Show all lines from the data that include the word "join".

Data extracted from a collection:
········

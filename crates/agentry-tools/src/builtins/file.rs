//! File read tool: resolves symlinks before checking the result against an
//! allow-list of permitted root directories, so a symlink can't be used to
//! read outside the sandbox it appears to live in.

use std::path::{Path, PathBuf};

use agentry_core::{AgentError, ToolSchema};
use async_trait::async_trait;
use serde_json::{json, Value};

use crate::registry::Tool;

pub struct ReadFileTool {
    pub allowed_roots: Vec<PathBuf>,
    pub max_bytes: usize,
}

impl ReadFileTool {
    pub fn new(allowed_roots: Vec<PathBuf>) -> Self {
        Self { allowed_roots, max_bytes: 1_000_000 }
    }

    fn resolve_within_allowed_roots(&self, path: &Path) -> Result<PathBuf, AgentError> {
        let canonical = std::fs::canonicalize(path)
            .map_err(|e| AgentError::ToolExecution { tool: "read_file".into(), message: format!("cannot resolve {}: {e}", path.display()) })?;

        let allowed = self.allowed_roots.iter().any(|root| {
            std::fs::canonicalize(root).map(|canonical_root| canonical.starts_with(canonical_root)).unwrap_or(false)
        });

        if !allowed {
            return Err(AgentError::ToolSecurity {
                tool: "read_file".into(),
                reason: format!("{} resolves outside the allowed roots", path.display()),
            });
        }
        Ok(canonical)
    }
}

#[async_trait]
impl Tool for ReadFileTool {
    fn name(&self) -> &str {
        "read_file"
    }

    fn schema(&self) -> ToolSchema {
        ToolSchema::new(
            "read_file",
            "Read a file's contents. Refuses paths outside the configured allow-list.",
            json!({
                "type": "object",
                "properties": {
                    "path": { "type": "string", "description": "Absolute or relative path to read." }
                },
                "required": ["path"]
            }),
            vec!["path".to_string()],
        )
    }

    async fn execute(&self, args: Value) -> Result<String, AgentError> {
        let path = args
            .get("path")
            .and_then(Value::as_str)
            .ok_or_else(|| AgentError::ToolValidation { tool: "read_file".into(), message: "path is required".into() })?;

        let resolved = self.resolve_within_allowed_roots(Path::new(path))?;
        let bytes = tokio::fs::read(&resolved)
            .await
            .map_err(|e| AgentError::ToolExecution { tool: "read_file".into(), message: e.to_string() })?;

        let truncated = bytes.len() > self.max_bytes;
        let slice = &bytes[..bytes.len().min(self.max_bytes)];
        let content = String::from_utf8_lossy(slice).into_owned();
        if truncated {
            Ok(format!("{content}\n[... truncated, file exceeds {} bytes]", self.max_bytes))
        } else {
            Ok(content)
        }
    }
}

#[cfg(test)]
mod tests {
    use super::*;
    use std::io::Write;

    #[tokio::test]
    async fn reads_file_inside_allowed_root() {
        let dir = std::env::temp_dir().join(format!("agentry-test-{}", uuid::Uuid::new_v4()));
        std::fs::create_dir_all(&dir).unwrap();
        let file_path = dir.join("hello.txt");
        std::fs::File::create(&file_path).unwrap().write_all(b"hello world").unwrap();

        let tool = ReadFileTool::new(vec![dir.clone()]);
        let result = tool.execute(json!({"path": file_path.to_str().unwrap()})).await.unwrap();
        assert_eq!(result, "hello world");

        std::fs::remove_dir_all(&dir).ok();
    }

    #[tokio::test]
    async fn refuses_path_outside_allowed_roots() {
        let allowed_dir = std::env::temp_dir().join(format!("agentry-allowed-{}", uuid::Uuid::new_v4()));
        std::fs::create_dir_all(&allowed_dir).unwrap();
        let outside_dir = std::env::temp_dir().join(format!("agentry-outside-{}", uuid::Uuid::new_v4()));
        std::fs::create_dir_all(&outside_dir).unwrap();
        let outside_file = outside_dir.join("secret.txt");
        std::fs::File::create(&outside_file).unwrap().write_all(b"nope").unwrap();

        let tool = ReadFileTool::new(vec![allowed_dir.clone()]);
        let err = tool.execute(json!({"path": outside_file.to_str().unwrap()})).await.unwrap_err();
        assert!(matches!(err, AgentError::ToolSecurity { .. }));

        std::fs::remove_dir_all(&allowed_dir).ok();
        std::fs::remove_dir_all(&outside_dir).ok();
    }
}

········

* Reply
        let dir = std::env::temp_dir().join(format!("agentry-test-{}", uuid::Uuid::new_v4()));
        let file_path = dir.join("hello.txt");
        let allowed_dir = std::env::temp_dir().join(format!("agentry-allowed-{}", uuid::Uuid::new_v4()));
        let outside_dir = std::env::temp_dir().join(format!("agentry-outside-{}", uuid::Uuid::new_v4()));
        let outside_file = outside_dir.join("secret.txt");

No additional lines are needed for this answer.